Do zdarzenia doszło w czasie meczu 32. kolejki przeciwko Getafe. W końcówce spotkania Pepe puściły nerwy i w niezwykle brutalny sposób sfaulował piłkarza gości, za co od razu został ukarany czerwoną kartką. Dodatkowo zanim opuścił boisko zwymyślał po tej decyzji arbitra. Takie zachowanie nie mogło mu ujść na sucho.

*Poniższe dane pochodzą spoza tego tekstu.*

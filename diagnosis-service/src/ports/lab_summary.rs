use anyhow::anyhow;
use async_trait::async_trait;
use base64::{Engine as _, engine::general_purpose::STANDARD};
use image::{DynamicImage, ImageFormat};
use pdf2image::{PDF, Pages};
use reqwest::Client;
use serde_json::{Value, json};
use std::io::Cursor;
use std::path::Path;
use std::sync::Arc;
use tracing::{info, warn};

use super::{DocumentSummarizer, ReasoningPort, ReasoningTask, parse_response};
use crate::models::LabResult;

const OPENROUTER_CHAT_URL: &str = "https://openrouter.ai/api/v1/chat/completions";
pub const FILE_NOT_FOUND: &str = "Lab report file not found.";

/// Summarizes lab documents: PDF pages are rendered to images and read back
/// with a vision model, plain text files are read as-is, and the text is then
/// summarized through the reasoning port.
pub struct OcrLabSummarizer {
    http: Client,
    api_key: String,
    ocr_model: String,
    reasoning: Arc<dyn ReasoningPort>,
}

impl OcrLabSummarizer {
    pub fn new(api_key: impl Into<String>, ocr_model: impl Into<String>, reasoning: Arc<dyn ReasoningPort>) -> Self {
        Self {
            http: Client::new(),
            api_key: api_key.into(),
            ocr_model: ocr_model.into(),
            reasoning,
        }
    }

    async fn extract_text(&self, reference: &str) -> anyhow::Result<String> {
        let is_pdf = Path::new(reference)
            .extension()
            .is_some_and(|ext| ext.eq_ignore_ascii_case("pdf"));
        if !is_pdf {
            return Ok(tokio::fs::read_to_string(reference).await?);
        }

        let images = convert_pdf_to_images(reference).await?;
        if images.is_empty() {
            return Err(anyhow!("No pages rendered from {}", reference));
        }
        self.extract_text_with_vision(&images).await
    }

    /// All pages go to the vision model in one request
    async fn extract_text_with_vision(&self, images: &[DynamicImage]) -> anyhow::Result<String> {
        let mut content = vec![json!({
            "type": "text",
            "text": format!(
                "You are a medical document OCR system. These are {} pages of a lab report. \
                Extract ALL text exactly, keeping table rows, values, units and reference ranges together. \
                Start each page with '=== Page N ==='. Return only the extracted text.",
                images.len()
            )
        })];
        for image in images {
            content.push(json!({
                "type": "image_url",
                "image_url": {"url": format!("data:image/png;base64,{}", image_to_base64(image)?)}
            }));
        }

        let payload = json!({
            "model": self.ocr_model,
            "messages": [{"role": "user", "content": content}],
            "max_tokens": 4000
        });

        let response = self
            .http
            .post(OPENROUTER_CHAT_URL)
            .bearer_auth(&self.api_key)
            .json(&payload)
            .send()
            .await?;

        if !response.status().is_success() {
            return Err(anyhow!("OCR request failed: {}", response.status()));
        }

        let body: Value = response.json().await?;
        body["choices"][0]["message"]["content"]
            .as_str()
            .map(str::to_string)
            .ok_or_else(|| anyhow!("Invalid response format from OCR model"))
    }

    async fn summarize_text(&self, text: &str) -> anyhow::Result<Value> {
        let raw = self
            .reasoning
            .invoke(ReasoningTask::LabSummary, json!({ "report_text": text }))
            .await?;

        // keep prose summaries rather than discarding them
        Ok(parse_response::<Value>(&raw).unwrap_or_else(|_| Value::String(raw.trim().to_string())))
    }
}

#[async_trait]
impl DocumentSummarizer for OcrLabSummarizer {
    async fn summarize(&self, label: &str, reference: &str) -> LabResult {
        match tokio::fs::try_exists(reference).await {
            Ok(true) => {}
            Ok(false) => {
                warn!(label, reference, "Lab report not found");
                return LabResult::error(FILE_NOT_FOUND);
            }
            Err(e) => return LabResult::error(e.to_string()),
        }

        let text = match self.extract_text(reference).await {
            Ok(text) if text.trim().is_empty() => {
                return LabResult::error("No text could be extracted from the lab report.");
            }
            Ok(text) => text,
            Err(e) => {
                warn!(label, error = %e, "Lab report extraction failed");
                return LabResult::error(e.to_string());
            }
        };
        info!(label, characters = text.len(), "Extracted lab report text");

        match self.summarize_text(&text).await {
            Ok(summary) => LabResult::Summary { summary },
            Err(e) => {
                warn!(label, error = %e, "Lab report summary failed");
                LabResult::error(e.to_string())
            }
        }
    }
}

async fn convert_pdf_to_images(pdf_path: &str) -> anyhow::Result<Vec<DynamicImage>> {
    let pdf_path = pdf_path.to_string();
    tokio::task::spawn_blocking(move || -> anyhow::Result<Vec<DynamicImage>> {
        let pdf = PDF::from_file(&pdf_path).map_err(|e| anyhow!("Failed to load PDF: {}", e))?;
        let pages = pdf
            .render(Pages::All, None)
            .map_err(|e| anyhow!("Failed to render PDF pages: {}", e))?;
        info!(pages = pages.len(), "Rendered lab report pages");
        Ok(pages)
    })
    .await?
}

fn image_to_base64(image: &DynamicImage) -> anyhow::Result<String> {
    let mut buffer = Vec::new();
    image
        .write_to(&mut Cursor::new(&mut buffer), ImageFormat::Png)
        .map_err(|e| anyhow!("Failed to encode image: {}", e))?;
    Ok(STANDARD.encode(&buffer))
}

Kilkanaście godzin po incydencie Pepe przeprosił zarówno fanów, jak i samego Casquero. Brazylijczyk wyraził ubolewanie nad tym, co zrobił i powiedział, że patrząc na materiał video nie poznaje samego siebie. Oczywiście skrucha obrońcy Realu nie wpłynęła na decyzję o surowości wyroku i Pepe będzie musiał poddać się karze zawieszenia na dziesięć meczów.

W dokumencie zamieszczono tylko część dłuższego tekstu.